Majority of abolitionists
More than 100 countries have abolished the death penalty by law, for all crimes, according to Amnesty International. And they are 147 to have abolished the death penalty in law or de facto, that is to say nearly three quarters of the States in the world.
The latest countries to have ended the application of capital punishment are Kazakhstan, Malawi followed in October 2021 by Sierra Leone.
Still in 2021, Virginia became the 23rd abolitionist American state, a decision all the more symbolic since this territory holds the record for executions in American history and no state in the former Confederate South had yet taken this step. Three other states (California, Oregon, Pennsylvania) observe a moratorium.
More than 30 countries in Africa still maintain the death penalty in their legislation, but just under half have carried out executions in recent years.

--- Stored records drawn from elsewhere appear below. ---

// Copyright 2018-2025 the Deno authors. MIT license.

use crate::convert::ConversionLimits;
use crate::convert::from_v8_with_limits;
use crate::values::Value;
use deno_error::JsErrorClass;
use indexmap::IndexMap;
use std::fmt;
use std::fmt::Display;
use std::fmt::Formatter;

/// Identifies errors produced by a [`ScriptBridge`](crate::ScriptBridge).
pub const ERROR_DOMAIN: &str = "ScriptBridgeErrorDomain";

/// Key under which the original script exception is attached in
/// [`ScriptError::to_json`].
pub const EXCEPTION_KEY: &str = "ScriptBridgeException";

#[derive(
  Debug, Clone, Copy, PartialEq, Eq, Hash, serde::Serialize, serde::Deserialize,
)]
pub enum ErrorKind {
  /// The script text is not valid JavaScript.
  #[serde(rename = "CompileError")]
  Compile,
  /// The script threw while running.
  #[serde(rename = "ExecutionError")]
  Execution,
  /// A named global is missing or is not a function.
  #[serde(rename = "LookupError")]
  Lookup,
  /// A value has no native or script mapping.
  #[serde(rename = "ConversionError")]
  Conversion,
  /// An exposed native object was dropped before a script called into it.
  #[serde(rename = "LifetimeError")]
  Lifetime,
}

impl ErrorKind {
  pub fn as_str(self) -> &'static str {
    match self {
      ErrorKind::Compile => "CompileError",
      ErrorKind::Execution => "ExecutionError",
      ErrorKind::Lookup => "LookupError",
      ErrorKind::Conversion => "ConversionError",
      ErrorKind::Lifetime => "LifetimeError",
    }
  }
}

impl Display for ErrorKind {
  fn fmt(&self, f: &mut Formatter<'_>) -> fmt::Result {
    f.write_str(self.as_str())
  }
}

#[derive(Debug, Clone, PartialEq, thiserror::Error, deno_error::JsError)]
#[class(type)]
pub enum ConversionError {
  #[error("Cannot convert a {type_name} to a native value")]
  Unsupported { type_name: &'static str },
  #[error("Value is nested deeper than {limit} levels (is it cyclic?)")]
  TooDeep { limit: usize },
  #[error("Value has more than {limit} elements")]
  TooLarge { limit: usize },
  #[error("String is too long to be passed to the script engine")]
  StringTooLong,
  #[error("Reading property '{key}' threw an exception")]
  PropertyAccess { key: String },
  #[error("Expected {expected}, found {found}")]
  Unexpected {
    expected: &'static str,
    found: &'static str,
  },
}

#[derive(Debug, Clone, Copy, PartialEq, Eq)]
pub enum LookupFailure {
  NotDefined,
  NotCallable,
}

impl Display for LookupFailure {
  fn fmt(&self, f: &mut Formatter<'_>) -> fmt::Result {
    match self {
      LookupFailure::NotDefined => f.write_str("is not defined"),
      LookupFailure::NotCallable => f.write_str("is not a function"),
    }
  }
}

/// The error type of every [`ScriptBridge`](crate::ScriptBridge) operation.
///
/// A failed operation never poisons the bridge; the context stays usable.
/// Use [`ScriptError::kind`] to tell the failure classes apart and
/// [`ScriptError::exception`] to recover the value the script threw.
#[derive(Debug, thiserror::Error, deno_error::JsError)]
pub enum ScriptError {
  #[class(generic)]
  #[error("{0}")]
  Compile(JsException),
  #[class(generic)]
  #[error("{0}")]
  Execution(JsException),
  #[class(type)]
  #[error("{name} {reason}")]
  Lookup { name: String, reason: LookupFailure },
  #[class(inherit)]
  #[error(transparent)]
  Conversion(#[from] ConversionError),
  #[class(type)]
  #[error("{object}.{method} was called after its native object was dropped")]
  Lifetime { object: String, method: String },
  /// A native method failed and the script did not catch the exception it
  /// was turned into.
  #[class(generic)]
  #[error("{error}")]
  Native {
    #[source]
    error: Box<ScriptError>,
    exception: JsException,
  },
}

impl ScriptError {
  pub fn kind(&self) -> ErrorKind {
    match self {
      ScriptError::Compile(_) => ErrorKind::Compile,
      ScriptError::Execution(_) => ErrorKind::Execution,
      ScriptError::Lookup { .. } => ErrorKind::Lookup,
      ScriptError::Conversion(_) => ErrorKind::Conversion,
      ScriptError::Lifetime { .. } => ErrorKind::Lifetime,
      ScriptError::Native { error, .. } => error.kind(),
    }
  }

  pub fn domain(&self) -> &'static str {
    ERROR_DOMAIN
  }

  /// The exception raised inside the script engine, if any.
  pub fn exception(&self) -> Option<&JsException> {
    match self {
      ScriptError::Compile(exception)
      | ScriptError::Execution(exception)
      | ScriptError::Native { exception, .. } => Some(exception),
      _ => None,
    }
  }

  pub(crate) fn lookup(name: &str, reason: LookupFailure) -> Self {
    ScriptError::Lookup {
      name: name.to_string(),
      reason,
    }
  }

  /// Renders the error as a JSON object keyed by [`ERROR_DOMAIN`] fields,
  /// with the script exception under [`EXCEPTION_KEY`].
  pub fn to_json(&self) -> serde_json::Value {
    let mut map = serde_json::Map::new();
    map.insert("domain".into(), self.domain().into());
    map.insert("kind".into(), self.kind().as_str().into());
    map.insert("message".into(), self.to_string().into());
    if let Some(exception) = self.exception() {
      map.insert(
        EXCEPTION_KEY.into(),
        serde_json::to_value(exception).unwrap_or_default(),
      );
    }
    serde_json::Value::Object(map)
  }

  /// Throws this error into the script as a JS exception of the matching
  /// class.
  pub(crate) fn to_v8_exception<'s>(
    &self,
    scope: &mut v8::HandleScope<'s>,
  ) -> v8::Local<'s, v8::Value> {
    let message = v8::String::new(scope, &self.get_message())
      .unwrap_or_else(|| v8::String::empty(scope));
    match &*self.get_class() {
      deno_error::builtin_classes::TYPE_ERROR => {
        v8::Exception::type_error(scope, message)
      }
      deno_error::builtin_classes::RANGE_ERROR => {
        v8::Exception::range_error(scope, message)
      }
      _ => v8::Exception::error(scope, message),
    }
  }
}

/// A snapshot of an exception thrown inside the script engine.
///
/// `value` holds the thrown value in native form. For `Error` objects it is
/// an object with the error's `name`, `message` and `stack`, its own
/// enumerable properties (such as a `code`) and the value of its `cause`.
/// For values that cannot be converted it is `None`.
#[derive(Debug, Clone, PartialEq, Default, serde::Serialize)]
#[serde(rename_all = "camelCase")]
pub struct JsException {
  pub value: Option<Value>,
  pub exception_message: String,
  pub name: Option<String>,
  pub message: Option<String>,
  pub stack: Option<String>,
  pub cause: Option<Box<JsException>>,
  pub resource_name: Option<String>,
  pub line_number: Option<i64>,
  pub column_number: Option<i64>,
}

impl JsException {
  pub fn from_v8_exception(
    scope: &mut v8::HandleScope,
    exception: v8::Local<v8::Value>,
    limits: ConversionLimits,
  ) -> Self {
    Self::inner_from_v8_exception(scope, exception, limits, &mut Vec::new())
  }

  fn inner_from_v8_exception(
    scope: &mut v8::HandleScope,
    exception: v8::Local<v8::Value>,
    limits: ConversionLimits,
    seen: &mut Vec<v8::Global<v8::Object>>,
  ) -> Self {
    // Create a new HandleScope because we're creating a lot of new local
    // handles below.
    let scope = &mut v8::HandleScope::new(scope);

    let msg = v8::Exception::create_message(scope, exception);
    let resource_name = msg
      .get_script_resource_name(scope)
      .filter(|name| name.is_string())
      .map(|name| name.to_rust_string_lossy(scope));
    let line_number = msg.get_line_number(scope).map(|n| n as i64);
    let column_number = line_number.map(|_| msg.get_start_column() as i64 + 1);

    let error_object = is_instance_of_error(scope, exception)
      .then(|| v8::Local::<v8::Object>::try_from(exception).ok())
      .flatten();

    let Some(error) = error_object else {
      let exception_message = msg.get(scope).to_rust_string_lossy(scope);
      return JsException {
        value: from_v8_with_limits(scope, exception, limits).ok(),
        exception_message,
        resource_name,
        line_number,
        column_number,
        ..Default::default()
      };
    };

    let name = get_string_property(scope, error, "name");
    let message = get_string_property(scope, error, "message");
    let stack = get_string_property(scope, error, "stack");
    let exception_message = match (name.as_deref(), message.as_deref()) {
      (Some(name), Some(message)) if !name.is_empty() && !message.is_empty() => {
        format!("Uncaught {name}: {message}")
      }
      (Some(name), _) if !name.is_empty() => format!("Uncaught {name}"),
      (_, Some(message)) if !message.is_empty() => {
        format!("Uncaught {message}")
      }
      _ => "Uncaught".to_string(),
    };

    // A cause chain may loop back on itself.
    let cause = match get_property(scope, error, "cause") {
      Some(cause) if !cause.is_undefined() && !was_seen(scope, seen, error) => {
        seen.push(v8::Global::new(scope, error));
        Some(Box::new(Self::inner_from_v8_exception(
          scope, cause, limits, seen,
        )))
      }
      _ => None,
    };

    let mut value = IndexMap::new();
    let fields = [("name", &name), ("message", &message), ("stack", &stack)];
    for (key, field) in fields {
      if let Some(field) = field {
        value.insert(key.to_string(), Value::from(field.as_str()));
      }
    }
    value.extend(own_enumerable_properties(scope, error, limits.nested()));
    if let Some(cause_value) = cause.as_ref().and_then(|c| c.value.clone()) {
      value.insert("cause".to_string(), cause_value);
    }

    JsException {
      value: Some(Value::Object(value)),
      exception_message,
      name,
      message,
      stack,
      cause,
      resource_name,
      line_number,
      column_number,
    }
  }

  /// An `Error` that was never thrown by script code, such as a failure the
  /// engine reports without an exception.
  pub(crate) fn uncaught_error(message: &str) -> Self {
    JsException {
      exception_message: format!("Uncaught Error: {message}"),
      name: Some("Error".to_string()),
      message: Some(message.to_string()),
      ..Default::default()
    }
  }

  /// Stands in for an exception when V8 stopped without raising one.
  pub(crate) fn terminated() -> Self {
    Self::uncaught_error("execution terminated")
  }
}

impl Display for JsException {
  fn fmt(&self, f: &mut Formatter<'_>) -> fmt::Result {
    f.write_str(&self.exception_message)?;
    if let (Some(resource_name), Some(line), Some(column)) =
      (&self.resource_name, self.line_number, self.column_number)
    {
      write!(f, "\n    at {resource_name}:{line}:{column}")?;
    }
    Ok(())
  }
}

fn get_property<'s>(
  scope: &mut v8::HandleScope<'s>,
  object: v8::Local<v8::Object>,
  key: &str,
) -> Option<v8::Local<'s, v8::Value>> {
  let key = v8::String::new(scope, key)?;
  object.get(scope, key.into())
}

fn get_string_property(
  scope: &mut v8::HandleScope,
  object: v8::Local<v8::Object>,
  key: &str,
) -> Option<String> {
  let value = get_property(scope, object, key)?;
  value.is_string().then(|| value.to_rust_string_lossy(scope))
}

/// Converts the own enumerable properties of `object`, skipping any that
/// throw or cannot be converted.
fn own_enumerable_properties(
  scope: &mut v8::HandleScope,
  object: v8::Local<v8::Object>,
  limits: ConversionLimits,
) -> Vec<(String, Value)> {
  let args = v8::GetPropertyNamesArgsBuilder::new()
    .key_conversion(v8::KeyConversionMode::ConvertToString)
    .build();
  let Some(names) = object.get_own_property_names(scope, args) else {
    return vec![];
  };
  let length = names
    .length()
    .min(u32::try_from(limits.max_length).unwrap_or(u32::MAX));
  (0..length)
    .filter_map(|index| {
      let key = names.get_index(scope, index)?;
      let item = object.get(scope, key)?;
      let item = from_v8_with_limits(scope, item, limits).ok()?;
      Some((key.to_rust_string_lossy(scope), item))
    })
    .collect()
}

fn was_seen(
  scope: &mut v8::HandleScope,
  seen: &[v8::Global<v8::Object>],
  object: v8::Local<v8::Object>,
) -> bool {
  seen
    .iter()
    .any(|other| v8::Local::new(scope, other).strict_equals(object.into()))
}

/// Walks the prototype chain of `value` looking for `Error.prototype`.
pub(crate) fn is_instance_of_error(
  scope: &mut v8::HandleScope,
  value: v8::Local<v8::Value>,
) -> bool {
  if !value.is_object() {
    return false;
  }
  let message = v8::String::empty(scope);
  let Some(error_prototype) = v8::Exception::error(scope, message)
    .to_object(scope)
    .and_then(|error| error.get_prototype(scope))
  else {
    return false;
  };
  let mut maybe_prototype =
    value.to_object(scope).and_then(|object| object.get_prototype(scope));
  while let Some(prototype) = maybe_prototype {
    if !prototype.is_object() {
      return false;
    }
    if prototype.strict_equals(error_prototype) {
      return true;
    }
    maybe_prototype = prototype
      .to_object(scope)
      .and_then(|prototype| prototype.get_prototype(scope));
  }
  false
}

In 2020, executions in 18 countries
At least 483 people were executed in 2020 in 18 countries according to the Amnesty report, a 26% drop compared to 2019 (657 executions), which is in line with the decline observed year after year since 2015.

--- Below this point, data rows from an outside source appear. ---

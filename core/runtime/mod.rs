// Copyright 2018-2025 the Deno authors. MIT license.
pub(crate) mod bindings;
mod bridge;
pub(crate) mod exception_state;
mod setup;

#[cfg(test)]
mod tests;

pub use bridge::BridgeOptions;
pub use bridge::ScriptBridge;
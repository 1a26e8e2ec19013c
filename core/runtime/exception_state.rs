// Copyright 2018-2025 the Deno authors. MIT license.
use crate::error::ScriptError;
use std::cell::RefCell;
use std::rc::Rc;

/// Remembers the error of the last native method that failed, together with
/// the exception it was thrown into the script as. If that same exception
/// escapes the script, the bridge reports the native error instead of a
/// generic execution error.
#[derive(Default)]
pub(crate) struct ExceptionState {
  native_error: RefCell<Option<(v8::Global<v8::Value>, ScriptError)>>,
}

impl ExceptionState {
  pub(crate) fn from_isolate(isolate: &v8::Isolate) -> Rc<Self> {
    isolate.get_slot::<Rc<Self>>().cloned().unwrap_or_default()
  }

  pub(crate) fn destroy(&self) {
    self.clear_error();
  }

  pub(crate) fn clear_error(&self) {
    self.native_error.borrow_mut().take();
  }

  pub(crate) fn set_native_error(
    &self,
    exception: v8::Global<v8::Value>,
    error: ScriptError,
  ) {
    *self.native_error.borrow_mut() = Some((exception, error));
  }

  /// Takes the stored native error if `exception` is the value it was
  /// thrown as.
  pub(crate) fn take_native_error(
    &self,
    scope: &mut v8::HandleScope,
    exception: v8::Local<v8::Value>,
  ) -> Option<ScriptError> {
    let (thrown, error) = self.native_error.borrow_mut().take()?;
    let thrown = v8::Local::new(scope, thrown);
    thrown.strict_equals(exception).then_some(error)
  }
}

This figure, the lowest recorded for more than a decade, does not however include the thousands of executions which probably took place, according to Amnesty, in China, where this data is classified as a state secret, but also in North Korea and Vietnam.
In 2020, four countries accounted for 88% of all recorded executions: Iran (246), Egypt (107), Iraq (45) and Saudi Arabia (27), down 85%.

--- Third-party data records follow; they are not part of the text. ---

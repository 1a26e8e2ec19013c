// Copyright 2018-2025 the Deno authors. MIT license.

use anyhow::Context;
use anyhow::Error;
use clap::ArgAction;
use clap::ArgGroup;
use clap::ArgMatches;
use clap::builder::Arg;
use clap::builder::Command;
use script_bridge::BridgeOptions;
use script_bridge::Exposable;
use script_bridge::Method;
use script_bridge::ScriptBridge;
use script_bridge::ScriptError;
use script_bridge::Value;
use serde::Serialize;
use std::path::PathBuf;
use std::rc::Rc;

fn main() {
  env_logger::init();

  let matches = build_cli().get_matches();
  let invocation = Invocation::from_matches(matches);

  match run(&invocation) {
    Ok(value) => {
      #[allow(clippy::print_stdout)]
      {
        println!("{}", to_pretty_json(&value));
      }
    }
    Err(err) => {
      let report = match err.downcast_ref::<ScriptError>() {
        Some(script_error) => to_pretty_json(&script_error.to_json()),
        None => format!("error: {err:?}"),
      };
      #[allow(clippy::print_stderr)]
      {
        eprintln!("{report}");
      }
      std::process::exit(1);
    }
  }
}

fn build_cli() -> Command {
  Command::new("jsb")
    .about("Evaluate JavaScript through a script bridge and print the result as JSON")
    .arg(
      Arg::new("eval")
        .short('e')
        .long("eval")
        .value_name("SOURCE")
        .help("Evaluate SOURCE instead of reading a file")
        .value_parser(clap::value_parser!(String)),
    )
    .arg(
      Arg::new("call")
        .long("call")
        .value_name("NAME")
        .help("After evaluating, call the global function NAME and print its result")
        .value_parser(clap::value_parser!(String)),
    )
    .arg(
      Arg::new("arg")
        .long("arg")
        .value_name("JSON")
        .help("A JSON argument for --call; may be repeated")
        .requires("call")
        .action(ArgAction::Append)
        .value_parser(parse_json_arg),
    )
    .arg(
      Arg::new("script-name")
        .long("script-name")
        .value_name("NAME")
        .help("Resource name used in stack traces (default: the file path)")
        .value_parser(clap::value_parser!(String)),
    )
    .arg(
      Arg::new("v8-flags")
        .long("v8-flags")
        .value_name("FLAGS")
        .help("Extra V8 flags, separated by commas")
        .value_delimiter(',')
        .allow_hyphen_values(true)
        .action(ArgAction::Append)
        .value_parser(clap::value_parser!(String)),
    )
    .arg(
      Arg::new("file_path")
        .help("A relative or absolute path to a script to evaluate")
        .value_hint(clap::ValueHint::FilePath)
        .value_parser(clap::value_parser!(PathBuf)),
    )
    .group(
      ArgGroup::new("source")
        .args(["eval", "file_path"])
        .required(true),
    )
}

fn parse_json_arg(arg: &str) -> Result<serde_json::Value, serde_json::Error> {
  serde_json::from_str(arg)
}

#[derive(Debug, PartialEq)]
enum Source {
  File(PathBuf),
  Inline(String),
}

#[derive(Debug, PartialEq)]
struct Invocation {
  source: Source,
  script_name: Option<String>,
  call: Option<(String, Vec<Value>)>,
  v8_flags: Vec<String>,
}

impl Invocation {
  fn from_matches(mut matches: ArgMatches) -> Self {
    let source = match matches.remove_one::<String>("eval") {
      Some(source) => Source::Inline(source),
      // The "source" group guarantees one of the two is present.
      None => Source::File(
        matches
          .remove_one::<PathBuf>("file_path")
          .unwrap_or_default(),
      ),
    };
    let call = matches.remove_one::<String>("call").map(|name| {
      let args = matches
        .remove_many::<serde_json::Value>("arg")
        .map(|args| args.map(Value::from).collect())
        .unwrap_or_default();
      (name, args)
    });
    Self {
      source,
      script_name: matches.remove_one::<String>("script-name"),
      call,
      v8_flags: matches
        .remove_many::<String>("v8-flags")
        .map(|flags| flags.collect())
        .unwrap_or_default(),
    }
  }
}

/// Exposed to scripts as `host`.
struct Host;

impl Exposable for Host {
  fn methods() -> Vec<Method<Self>> {
    vec![
      Method::new("js_log", 1, |_, args| {
        let message = match &args[0] {
          Value::String(s) => s.clone(),
          other => serde_json::to_string(other).unwrap_or_default(),
        };
        log::info!(target: "jsb::script", "{message}");
        Ok(Value::Undefined)
      }),
      Method::new("js_env", 1, |_, args| {
        let name = String::try_from(args[0].clone())?;
        Ok(std::env::var(name).ok().into())
      }),
    ]
  }
}

fn run(invocation: &Invocation) -> Result<Value, Error> {
  let (code, default_name) = match &invocation.source {
    Source::File(path) => (
      std::fs::read_to_string(path)
        .with_context(|| format!("Unable to read {}", path.display()))?,
      path.display().to_string(),
    ),
    Source::Inline(source) => (source.clone(), "<eval>".to_string()),
  };
  let script_name = invocation.script_name.clone().unwrap_or(default_name);

  let mut bridge = ScriptBridge::with_options(BridgeOptions {
    script_name,
    v8_flags: invocation.v8_flags.clone(),
    ..Default::default()
  });
  let host = Rc::new(Host);
  bridge.install(&host, "host")?;

  let value = bridge.evaluate(&code)?;
  match &invocation.call {
    Some((name, args)) => Ok(bridge.call(name, args)?),
    None => Ok(value),
  }
}

fn to_pretty_json<T: Serialize + ?Sized>(value: &T) -> String {
  serde_json::to_string_pretty(value).unwrap_or_default()
}

#[cfg(test)]
mod tests {
  use super::*;
  use pretty_assertions::assert_eq;

  fn parse(args: &[&str]) -> Invocation {
    let matches = build_cli()
      .try_get_matches_from(std::iter::once("jsb").chain(args.iter().copied()))
      .unwrap();
    Invocation::from_matches(matches)
  }

  #[test]
  fn parses_call_with_json_arguments() {
    let invocation = parse(&[
      "-e",
      "function f(a, b) { return a.x + b }",
      "--call",
      "f",
      "--arg",
      r#"{"x": 1}"#,
      "--arg",
      "2",
    ]);
    assert_eq!(
      invocation,
      Invocation {
        source: Source::Inline("function f(a, b) { return a.x + b }".into()),
        script_name: None,
        call: Some((
          "f".into(),
          vec![
            vec![("x", Value::from(1))].into_iter().collect(),
            Value::from(2)
          ]
        )),
        v8_flags: vec![],
      }
    );
  }

  #[test]
  fn source_is_required_and_exclusive() {
    assert!(
      build_cli()
        .try_get_matches_from(["jsb", "--call", "f"])
        .is_err()
    );
    assert!(
      build_cli()
        .try_get_matches_from(["jsb", "main.js", "-e", "1"])
        .is_err()
    );
    assert!(
      build_cli()
        .try_get_matches_from(["jsb", "-e", "1", "--arg", "1"])
        .is_err()
    );
  }

  #[test]
  fn parses_file_and_flags() {
    let invocation = parse(&[
      "main.js",
      "--script-name",
      "app.js",
      "--v8-flags",
      "--stack-size=2000,--max-lazy",
    ]);
    assert_eq!(invocation.source, Source::File("main.js".into()));
    assert_eq!(invocation.script_name.as_deref(), Some("app.js"));
    assert_eq!(invocation.v8_flags, vec!["--stack-size=2000", "--max-lazy"]);
  }

  #[test]
  fn runs_inline_script_with_host() {
    let invocation = parse(&[
      "-e",
      "host.log('hi'); host.log({ a: 1 }); function f(a, b) { return [a, b, host.env('JSB_TEST_UNSET_VARIABLE')] }",
      "--call",
      "f",
      "--arg",
      "1",
      "--arg",
      r#""two""#,
    ]);
    let value = run(&invocation).unwrap();
    assert_eq!(
      value,
      Value::from(vec![Value::from(1), Value::from("two"), Value::Null])
    );
  }

  #[test]
  fn script_errors_are_reported_as_json() {
    let invocation = parse(&["-e", "throw new Error('boom')"]);
    let err = run(&invocation).unwrap_err();
    let script_error = err.downcast_ref::<ScriptError>().unwrap();
    let json = script_error.to_json();
    assert_eq!(json["kind"], "ExecutionError");
    assert_eq!(
      json[script_bridge::EXCEPTION_KEY]["resourceName"],
      "<eval>"
    );
  }

  #[test]
  fn missing_file_is_an_error() {
    let invocation = parse(&["/definitely/not/here.js"]);
    let err = run(&invocation).unwrap_err();
    assert!(err.to_string().contains("Unable to read"));
  }
}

But Saudi Arabia then carried out 69 executions in 2021, according to an AFP count based on official statements. And since the beginning of 2022, 11 people had already been executed there, according to an AFP count, before the 81 executions on Saturday.
After a hiatus of several years, India, Oman and Qatar have resumed executions. In sub-Saharan Africa, executions fell from 25 in 2019 to 16 in 2020. By contrast, in Egypt, executions more than tripled to reach a total that had never been so high since the peak recorded in 2013 (109 executions).
In 2021, the United States carried out 11 executions, the lowest figure in decades, according to the Death Penalty Information Center (DPIC).
In 2020, at least 1,477 death sentences were recorded in 54 countries, against at least 2,307 in 56 countries the previous year according to the NGO. A drop due in part to the Covid-19 pandemic which has caused disruptions and delays in the functioning of judicial systems around the world.